▶ **Exercise details**:
Write the data out again in full, with no departure from the original.

(Stored entries)
<<<<

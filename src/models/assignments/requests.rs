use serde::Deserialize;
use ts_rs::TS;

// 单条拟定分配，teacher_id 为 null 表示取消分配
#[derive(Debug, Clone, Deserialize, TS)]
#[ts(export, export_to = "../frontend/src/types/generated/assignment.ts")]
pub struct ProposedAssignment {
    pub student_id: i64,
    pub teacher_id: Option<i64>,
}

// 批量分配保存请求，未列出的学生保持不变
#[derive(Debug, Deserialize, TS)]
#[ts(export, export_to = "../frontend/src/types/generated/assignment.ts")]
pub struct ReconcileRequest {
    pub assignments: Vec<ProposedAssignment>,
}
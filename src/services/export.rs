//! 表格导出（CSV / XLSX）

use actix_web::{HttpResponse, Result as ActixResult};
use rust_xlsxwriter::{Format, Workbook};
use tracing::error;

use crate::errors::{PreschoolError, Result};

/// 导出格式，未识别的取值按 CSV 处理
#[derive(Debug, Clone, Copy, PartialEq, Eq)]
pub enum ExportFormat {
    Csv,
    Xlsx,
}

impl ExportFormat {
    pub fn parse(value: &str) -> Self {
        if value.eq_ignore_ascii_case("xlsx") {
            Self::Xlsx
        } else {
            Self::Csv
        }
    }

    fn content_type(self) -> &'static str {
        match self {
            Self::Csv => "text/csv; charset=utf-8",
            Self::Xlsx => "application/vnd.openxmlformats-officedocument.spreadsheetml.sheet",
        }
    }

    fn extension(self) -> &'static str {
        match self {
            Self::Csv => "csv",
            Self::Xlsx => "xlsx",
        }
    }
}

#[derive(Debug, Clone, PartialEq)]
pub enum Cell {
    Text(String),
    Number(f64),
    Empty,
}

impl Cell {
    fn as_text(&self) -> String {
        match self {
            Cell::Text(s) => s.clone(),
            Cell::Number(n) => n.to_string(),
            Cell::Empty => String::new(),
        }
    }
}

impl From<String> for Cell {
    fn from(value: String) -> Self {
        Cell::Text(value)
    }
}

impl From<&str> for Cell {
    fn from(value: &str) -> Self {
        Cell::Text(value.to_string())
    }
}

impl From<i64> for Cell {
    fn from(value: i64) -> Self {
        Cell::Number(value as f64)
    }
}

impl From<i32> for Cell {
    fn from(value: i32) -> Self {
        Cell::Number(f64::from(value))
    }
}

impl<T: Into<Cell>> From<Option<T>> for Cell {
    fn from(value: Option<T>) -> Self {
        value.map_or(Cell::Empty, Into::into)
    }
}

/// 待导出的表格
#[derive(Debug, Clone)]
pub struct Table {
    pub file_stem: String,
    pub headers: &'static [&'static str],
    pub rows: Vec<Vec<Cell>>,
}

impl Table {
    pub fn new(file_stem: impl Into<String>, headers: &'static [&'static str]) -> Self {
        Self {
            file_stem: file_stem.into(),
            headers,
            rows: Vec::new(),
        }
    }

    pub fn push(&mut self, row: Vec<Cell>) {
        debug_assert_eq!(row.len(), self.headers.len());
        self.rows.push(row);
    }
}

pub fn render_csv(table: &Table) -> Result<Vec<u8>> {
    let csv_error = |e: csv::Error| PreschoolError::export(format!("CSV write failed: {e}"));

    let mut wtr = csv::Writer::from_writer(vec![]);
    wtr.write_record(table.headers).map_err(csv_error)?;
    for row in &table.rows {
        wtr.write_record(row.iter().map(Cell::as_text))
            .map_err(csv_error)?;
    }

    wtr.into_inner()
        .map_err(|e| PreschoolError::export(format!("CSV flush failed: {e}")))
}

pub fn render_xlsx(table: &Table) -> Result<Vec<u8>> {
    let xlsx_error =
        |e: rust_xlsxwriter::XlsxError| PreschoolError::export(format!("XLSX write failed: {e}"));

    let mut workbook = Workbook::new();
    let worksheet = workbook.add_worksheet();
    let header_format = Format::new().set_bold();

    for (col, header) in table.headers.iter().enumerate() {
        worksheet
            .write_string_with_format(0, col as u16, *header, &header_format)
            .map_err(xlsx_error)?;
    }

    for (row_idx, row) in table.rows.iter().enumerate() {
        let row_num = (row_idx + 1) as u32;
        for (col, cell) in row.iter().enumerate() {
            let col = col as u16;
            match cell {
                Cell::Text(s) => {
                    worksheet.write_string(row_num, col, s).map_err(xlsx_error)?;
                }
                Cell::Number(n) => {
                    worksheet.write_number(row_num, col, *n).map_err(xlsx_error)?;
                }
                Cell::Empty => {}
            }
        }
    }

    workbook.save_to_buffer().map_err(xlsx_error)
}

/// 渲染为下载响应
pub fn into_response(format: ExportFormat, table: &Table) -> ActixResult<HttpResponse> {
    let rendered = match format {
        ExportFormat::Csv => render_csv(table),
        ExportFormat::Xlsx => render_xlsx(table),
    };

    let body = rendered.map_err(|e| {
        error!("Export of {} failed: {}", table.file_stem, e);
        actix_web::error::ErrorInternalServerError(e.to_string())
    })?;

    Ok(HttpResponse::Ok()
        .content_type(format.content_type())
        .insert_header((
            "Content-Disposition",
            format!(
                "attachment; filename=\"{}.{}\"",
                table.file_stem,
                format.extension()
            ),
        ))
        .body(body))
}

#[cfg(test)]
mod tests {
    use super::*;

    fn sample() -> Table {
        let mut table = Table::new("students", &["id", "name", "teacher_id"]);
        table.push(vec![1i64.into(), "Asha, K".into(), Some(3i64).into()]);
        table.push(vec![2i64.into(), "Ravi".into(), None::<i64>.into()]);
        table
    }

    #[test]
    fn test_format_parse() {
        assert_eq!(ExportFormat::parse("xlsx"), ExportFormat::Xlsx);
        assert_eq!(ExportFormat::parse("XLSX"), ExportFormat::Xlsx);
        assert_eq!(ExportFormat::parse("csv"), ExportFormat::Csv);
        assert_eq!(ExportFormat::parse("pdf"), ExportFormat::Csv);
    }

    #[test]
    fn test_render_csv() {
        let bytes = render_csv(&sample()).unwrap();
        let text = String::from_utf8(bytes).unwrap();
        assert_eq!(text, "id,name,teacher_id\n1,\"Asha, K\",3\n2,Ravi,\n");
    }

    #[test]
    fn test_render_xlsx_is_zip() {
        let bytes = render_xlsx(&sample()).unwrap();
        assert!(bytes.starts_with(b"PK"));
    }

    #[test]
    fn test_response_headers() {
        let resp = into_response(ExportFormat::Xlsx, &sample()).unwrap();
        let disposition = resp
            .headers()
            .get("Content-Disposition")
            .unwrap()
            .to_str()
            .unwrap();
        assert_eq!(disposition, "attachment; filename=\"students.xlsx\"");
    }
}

>>>>

▶ **Reply**:
filename src/models/assignments/requests.rs
use serde::Deserialize;
use ts_rs::TS;

// 单条拟定分配，teacher_id 为 null 表示取消分配
#[derive(Debug, Clone, Deserialize, TS)]
#[ts(export, export_to = "../frontend/src/types/generated/assignment.ts")]
pub struct ProposedAssignment {
    pub student_id: i64,
    pub teacher_id: Option<i64>,
}

// 批量分配保存请求，未列出的学生保持不变
#[derive(Debug, Deserialize, TS)]
#[ts(export, export_to = "../frontend/src/types/generated/assignment.ts")]
pub struct ReconcileRequest {
    pub assignments: Vec<ProposedAssignment>,
}
filename src/services/export.rs
//! 表格导出（CSV / XLSX）

use actix_web::{HttpResponse, Result as ActixResult};
use rust_xlsxwriter::{Format, Workbook};
use tracing::error;

use crate::errors::{PreschoolError, Result};

/// 导出格式，未识别的取值按 CSV 处理
#[derive(Debug, Clone, Copy, PartialEq, Eq)]
pub enum ExportFormat {
    Csv,
    Xlsx,
}

impl ExportFormat {
    pub fn parse(value: &str) -> Self {
        if value.eq_ignore_ascii_case("xlsx") {
            Self::Xlsx
        } else {
            Self::Csv
        }
    }

    fn content_type(self) -> &'static str {
        match self {
            Self::Csv => "text/csv; charset=utf-8",
            Self::Xlsx => "application/vnd.openxmlformats-officedocument.spreadsheetml.sheet",
        }
    }

    fn extension(self) -> &'static str {
        match self {
            Self::Csv => "csv",
            Self::Xlsx => "xlsx",
        }
    }
}

#[derive(Debug, Clone, PartialEq)]
pub enum Cell {
    Text(String),
    Number(f64),
    Empty,
}

impl Cell {
    fn as_text(&self) -> String {
        match self {
            Cell::Text(s) => s.clone(),
            Cell::Number(n) => n.to_string(),
            Cell::Empty => String::new(),
        }
    }
}

impl From<String> for Cell {
    fn from(value: String) -> Self {
        Cell::Text(value)
    }
}

impl From<&str> for Cell {
    fn from(value: &str) -> Self {
        Cell::Text(value.to_string())
    }
}

impl From<i64> for Cell {
    fn from(value: i64) -> Self {
        Cell::Number(value as f64)
    }
}

impl From<i32> for Cell {
    fn from(value: i32) -> Self {
        Cell::Number(f64::from(value))
    }
}

impl<T: Into<Cell>> From<Option<T>> for Cell {
    fn from(value: Option<T>) -> Self {
        value.map_or(Cell::Empty, Into::into)
    }
}

/// 待导出的表格
#[derive(Debug, Clone)]
pub struct Table {
    pub file_stem: String,
    pub headers: &'static [&'static str],
    pub rows: Vec<Vec<Cell>>,
}

impl Table {
    pub fn new(file_stem: impl Into<String>, headers: &'static [&'static str]) -> Self {
        Self {
            file_stem: file_stem.into(),
            headers,
            rows: Vec::new(),
        }
    }

    pub fn push(&mut self, row: Vec<Cell>) {
        debug_assert_eq!(row.len(), self.headers.len());
        self.rows.push(row);
    }
}

pub fn render_csv(table: &Table) -> Result<Vec<u8>> {
    let csv_error = |e: csv::Error| PreschoolError::export(format!("CSV write failed: {e}"));

    let mut wtr = csv::Writer::from_writer(vec![]);
    wtr.write_record(table.headers).map_err(csv_error)?;
    for row in &table.rows {
        wtr.write_record(row.iter().map(Cell::as_text))
            .map_err(csv_error)?;
    }

    wtr.into_inner()
        .map_err(|e| PreschoolError::export(format!("CSV flush failed: {e}")))
}

pub fn render_xlsx(table: &Table) -> Result<Vec<u8>> {
    let xlsx_error =
        |e: rust_xlsxwriter::XlsxError| PreschoolError::export(format!("XLSX write failed: {e}"));

    let mut workbook = Workbook::new();
    let worksheet = workbook.add_worksheet();
    let header_format = Format::new().set_bold();

    for (col, header) in table.headers.iter().enumerate() {
        worksheet
            .write_string_with_format(0, col as u16, *header, &header_format)
            .map_err(xlsx_error)?;
    }

    for (row_idx, row) in table.rows.iter().enumerate() {
        let row_num = (row_idx + 1) as u32;
        for (col, cell) in row.iter().enumerate() {
            let col = col as u16;
            match cell {
                Cell::Text(s) => {
                    worksheet.write_string(row_num, col, s).map_err(xlsx_error)?;
                }
                Cell::Number(n) => {
                    worksheet.write_number(row_num, col, *n).map_err(xlsx_error)?;
                }
                Cell::Empty => {}
            }
        }
    }

    workbook.save_to_buffer().map_err(xlsx_error)
}

/// 渲染为下载响应
pub fn into_response(format: ExportFormat, table: &Table) -> ActixResult<HttpResponse> {
    let rendered = match format {
        ExportFormat::Csv => render_csv(table),
        ExportFormat::Xlsx => render_xlsx(table),
    };

    let body = rendered.map_err(|e| {
        error!("Export of {} failed: {}", table.file_stem, e);
        actix_web::error::ErrorInternalServerError(e.to_string())
    })?;

    Ok(HttpResponse::Ok()
        .content_type(format.content_type())
        .insert_header((
            "Content-Disposition",
            format!(
                "attachment; filename=\"{}.{}\"",
                table.file_stem,
                format.extension()
            ),
        ))
        .body(body))
}

#[cfg(test)]
mod tests {
    use super::*;

    fn sample() -> Table {
        let mut table = Table::new("students", &["id", "name", "teacher_id"]);
        table.push(vec![1i64.into(), "Asha, K".into(), Some(3i64).into()]);
        table.push(vec![2i64.into(), "Ravi".into(), None::<i64>.into()]);
        table
    }

    #[test]
    fn test_format_parse() {
        assert_eq!(ExportFormat::parse("xlsx"), ExportFormat::Xlsx);
        assert_eq!(ExportFormat::parse("XLSX"), ExportFormat::Xlsx);
        assert_eq!(ExportFormat::parse("csv"), ExportFormat::Csv);
        assert_eq!(ExportFormat::parse("pdf"), ExportFormat::Csv);
    }

    #[test]
    fn test_render_csv() {
        let bytes = render_csv(&sample()).unwrap();
        let text = String::from_utf8(bytes).unwrap();
        assert_eq!(text, "id,name,teacher_id\n1,\"Asha, K\",3\n2,Ravi,\n");
    }

    #[test]
    fn test_render_xlsx_is_zip() {
        let bytes = render_xlsx(&sample()).unwrap();
        assert!(bytes.starts_with(b"PK"));
    }

    #[test]
    fn test_response_headers() {
        let resp = into_response(ExportFormat::Xlsx, &sample()).unwrap();
        let disposition = resp
            .headers()
            .get("Content-Disposition")
            .unwrap()
            .to_str()
            .unwrap();
        assert_eq!(disposition, "attachment; filename=\"students.xlsx\"");
    }
}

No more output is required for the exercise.